> [Task brief]
The answer must consist of every line from the data that holds the string "ParsedAuthorship".

Dataset content START

//! Public parser surface.
//!
//! [`NameParser`] owns the worker pool, the per-call timeout and the manual
//! overrides. Reuse one instance as much as possible and call [`NameParser::close`]
//! (or drop it) so the worker threads shut down properly.
//!
//! The two parse operations never fail with anything other than their typed
//! unparsable errors: timeouts, cancellations, pool saturation and worker
//! failures are all converted.

use std::sync::mpsc;
use std::time::Duration;

use tracing::{debug, warn};

use crate::configs::ParserConfigs;
use crate::engine::{AuthorshipParsingJob, JobError, ParsingJob};
use crate::error::{UnparsableAuthorship, UnparsableName};
use crate::parsed_name::{NameType, NomCode, ParsedAuthorship, ParsedName};
use crate::pool::{CancelFlag, SubmitError, WorkerPool};
use crate::rank::Rank;

/// Default per-parse wall-clock timeout.
pub const DEFAULT_TIMEOUT_MILLIS: u64 = 1000;
const DEFAULT_CORE_POOL_SIZE: usize = 0;
const DEFAULT_MAX_POOL_SIZE: usize = 100;

pub struct NameParser {
    timeout: Duration,
    pool: WorkerPool,
    configs: ParserConfigs,
}

impl NameParser {
    /// A parser with the default 1 s timeout.
    pub fn new() -> Self {
        Self::with_timeout(DEFAULT_TIMEOUT_MILLIS)
    }

    /// A parser with an explicit timeout in milliseconds.
    ///
    /// # Panics
    ///
    /// Panics when `timeout_millis` is zero; a deadline is not optional.
    pub fn with_timeout(timeout_millis: u64) -> Self {
        Self::with_pool(timeout_millis, DEFAULT_CORE_POOL_SIZE, DEFAULT_MAX_POOL_SIZE)
    }

    /// Full control over timeout and pool sizing. Idle workers above
    /// `core_pool_size` terminate after twice the timeout.
    pub fn with_pool(timeout_millis: u64, core_pool_size: usize, max_pool_size: usize) -> Self {
        assert!(timeout_millis > 0, "timeout needs to be at least 1ms");
        debug!(timeout_millis, core_pool_size, max_pool_size, "create new name parser");
        let timeout = Duration::from_millis(timeout_millis);
        NameParser {
            timeout,
            pool: WorkerPool::new(core_pool_size, max_pool_size, timeout * 2),
            configs: ParserConfigs::new(),
        }
    }

    /// The mutable manual overrides consulted before every parse.
    pub fn configs(&self) -> &ParserConfigs {
        &self.configs
    }

    /// Parse a scientific name with no rank or code hint.
    pub fn parse(&self, scientific_name: &str) -> Result<ParsedName, UnparsableName> {
        self.parse_with(scientific_name, Rank::Unranked, None)
    }

    /// Fully parse the supplied name, extracting authorships, a conceptual
    /// sec reference, remarks and nomenclatural status notes.
    ///
    /// The rank hint helps telling infrageneric names from bracket authors;
    /// the code hint biases rank-marker resolution. Strings that are no
    /// scientific name, virus names and proper hybrid formulas yield an
    /// [`UnparsableName`] carrying the detected [`NameType`].
    pub fn parse_with(
        &self,
        scientific_name: &str,
        rank: Rank,
        code: Option<NomCode>,
    ) -> Result<ParsedName, UnparsableName> {
        if scientific_name.trim().is_empty() {
            return Err(UnparsableName::new(NameType::NoName, scientific_name));
        }
        if let Some(parsed) = self.configs.for_name(scientific_name) {
            debug!(name = %scientific_name, "manual override found for name");
            return Ok(parsed);
        }

        let cancel = CancelFlag::new();
        let job = ParsingJob::new(scientific_name, rank, code, cancel.clone());
        let (tx, rx) = mpsc::channel();
        let submitted = self.pool.submit(
            Box::new(move || {
                let _ = tx.send(job.run());
            }),
            self.timeout,
        );
        match submitted {
            Ok(()) => {}
            Err(SubmitError::Terminated) => {
                return Err(UnparsableName::new(NameType::NoName, scientific_name));
            }
            Err(SubmitError::Saturated) => {
                warn!(name = %scientific_name, "parser pool saturated, rejecting parse");
                return Err(UnparsableName::new(NameType::NoName, scientific_name));
            }
        }

        match rx.recv_timeout(self.timeout) {
            Ok(Ok(parsed)) => Ok(parsed),
            Ok(Err(JobError::Unparsable(name_type))) => {
                Err(UnparsableName::new(name_type, scientific_name))
            }
            Ok(Err(JobError::UnparsableAuthorship | JobError::Cancelled)) => {
                Err(UnparsableName::new(NameType::NoName, scientific_name))
            }
            Err(mpsc::RecvTimeoutError::Timeout) => {
                warn!(name = %scientific_name, "parsing timeout");
                cancel.cancel();
                Err(UnparsableName::new(NameType::Scientific, scientific_name))
            }
            Err(mpsc::RecvTimeoutError::Disconnected) => {
                warn!(name = %scientific_name, "parse job was dropped before completion");
                Err(UnparsableName::new(NameType::NoName, scientific_name))
            }
        }
    }

    /// Parse a free-standing authorship incl. basionym, ex authors and years.
    pub fn parse_authorship(
        &self,
        authorship: &str,
    ) -> Result<ParsedAuthorship, UnparsableAuthorship> {
        if authorship.trim().is_empty() {
            return Err(UnparsableAuthorship::new(authorship));
        }
        if let Some(parsed) = self.configs.for_authorship(authorship) {
            debug!(authorship = %authorship, "manual override found for authorship");
            return Ok(parsed);
        }

        let cancel = CancelFlag::new();
        let job = AuthorshipParsingJob::new(authorship, cancel.clone());
        let (tx, rx) = mpsc::channel();
        let submitted = self.pool.submit(
            Box::new(move || {
                let _ = tx.send(job.run());
            }),
            self.timeout,
        );
        if submitted.is_err() {
            return Err(UnparsableAuthorship::new(authorship));
        }

        match rx.recv_timeout(self.timeout) {
            Ok(Ok(parsed)) => Ok(parsed),
            Ok(Err(_)) => Err(UnparsableAuthorship::new(authorship)),
            Err(mpsc::RecvTimeoutError::Timeout) => {
                warn!(authorship = %authorship, "authorship parsing timeout");
                cancel.cancel();
                Err(UnparsableAuthorship::new(authorship))
            }
            Err(mpsc::RecvTimeoutError::Disconnected) => {
                Err(UnparsableAuthorship::new(authorship))
            }
        }
    }

    /// Release the worker threads. Idempotent; subsequent parses fail with
    /// an unparsable error instead of blocking.
    pub fn close(&self) {
        debug!("shutting down name parser worker threads");
        self.pool.shutdown(Duration::from_secs(1));
    }
}

impl Default for NameParser {
    fn default() -> Self {
        Self::new()
    }
}

impl Drop for NameParser {
    fn drop(&mut self) {
        self.close();
    }
}

#[cfg(test)]
mod tests {
    use super::*;
    use crate::parsed_name::State;
    use std::time::Instant;

    #[test]
    fn parse_through_the_pool() {
        let parser = NameParser::new();
        let pn = parser.parse("Abies alba Mill.").unwrap();
        assert_eq!(pn.genus.as_deref(), Some("Abies"));
        assert_eq!(pn.specific_epithet.as_deref(), Some("alba"));
        assert_eq!(pn.combination_authorship.authors, vec!["Mill."]);
        assert_eq!(pn.state, State::Complete);

        let err = parser.parse("BOLD:AAX3687").unwrap_err();
        assert_eq!(err.name_type, NameType::Otu);
        assert_eq!(err.name, "BOLD:AAX3687");
        parser.close();
    }

    #[test]
    fn empty_input_fails_fast() {
        let parser = NameParser::new();
        let err = parser.parse("").unwrap_err();
        assert_eq!(err.name_type, NameType::NoName);
        assert!(parser.parse_authorship("  ").is_err());
    }

    #[test]
    fn overrides_take_precedence() {
        let parser = NameParser::new();
        let mut custom = ParsedName::new();
        custom.uninomial = Some("Overridden".into());
        custom.remarks = Some("curator verified".into());
        parser.configs().set_name("Abies alba Mill.", custom.clone());

        assert_eq!(parser.parse("Abies alba Mill.").unwrap(), custom);

        parser.configs().delete_name("Abies alba Mill.");
        let reparsed = parser.parse("Abies alba Mill.").unwrap();
        assert_eq!(reparsed.genus.as_deref(), Some("Abies"));
    }

    #[test]
    fn authorship_overrides_take_precedence() {
        let parser = NameParser::new();
        let mut custom = ParsedAuthorship::default();
        custom.combination_authorship.authors.push("Custom".into());
        parser.configs().set_authorship("L.", custom.clone());
        assert_eq!(parser.parse_authorship("L.").unwrap(), custom);
    }

    #[test]
    fn parse_authorship_through_the_pool() {
        let parser = NameParser::new();
        let pa = parser.parse_authorship("(Cleve, 1899) Jørgensen, 1905").unwrap();
        assert_eq!(pa.basionym_authorship.authors, vec!["Cleve"]);
        assert_eq!(pa.combination_authorship.year.as_deref(), Some("1905"));
    }

    #[test]
    fn close_is_idempotent_and_rejects_parses() {
        let parser = NameParser::with_timeout(200);
        parser.close();
        parser.close();

        let started = Instant::now();
        let err = parser.parse("Abies alba Mill.").unwrap_err();
        assert_eq!(err.name_type, NameType::NoName);
        // Rejection happens within one timeout.
        assert!(started.elapsed() < Duration::from_millis(500));
    }

    #[test]
    fn pathological_input_respects_deadline() {
        let parser = NameParser::with_timeout(1000);
        let input = "a ".repeat(200);
        let started = Instant::now();
        let err = parser.parse(&input).unwrap_err();
        assert_eq!(err.name_type, NameType::NoName);
        assert!(started.elapsed() < Duration::from_millis(1500));
        parser.close();
    }

    #[test]
    #[should_panic]
    fn zero_timeout_is_a_programmer_error() {
        let _ = NameParser::with_timeout(0);
    }

    #[test]
    fn rank_and_code_hints_are_forwarded() {
        let parser = NameParser::new();
        let pn = parser
            .parse_with("Poephila personata leucotis", Rank::Unranked, Some(NomCode::Zoological))
            .unwrap();
        assert_eq!(pn.rank, Rank::Subspecies);
        parser.close();
    }
}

Dataset content END

> [Result below]
use crate::parsed_name::{NameType, NomCode, ParsedAuthorship, ParsedName};
    ) -> Result<ParsedAuthorship, UnparsableAuthorship> {
        let mut custom = ParsedAuthorship::default();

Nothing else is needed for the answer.